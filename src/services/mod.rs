//! Services - scan decision logic and state management
//!
//! This module contains the core scan logic:
//! - `parser` - payload text to structured record, policy-driven
//! - `dedupe` - raw-text dedupe set, one process run of state
//! - `pipeline` - per-frame scan processor owning dedupe and sink
//! - `runner` - frame-loop driver over the capture traits

pub mod dedupe;
pub mod parser;
pub mod pipeline;
pub mod runner;

// Re-export commonly used types
pub use dedupe::DedupeSet;
pub use parser::{ParsePolicy, PayloadConvention, PayloadParser};
pub use pipeline::{ScanPipeline, ScanStats};
pub use runner::{RunOutcome, ScanRunner, StopReason};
^^^^
*WHAT IS NEEDED*.
Scan the preceding listing for the string "pipeline" and copy every line where it occurs.

*RESPONSE*.
//! - `pipeline` - per-frame scan processor owning dedupe and sink
pub mod pipeline;
pub use pipeline::{ScanPipeline, ScanStats};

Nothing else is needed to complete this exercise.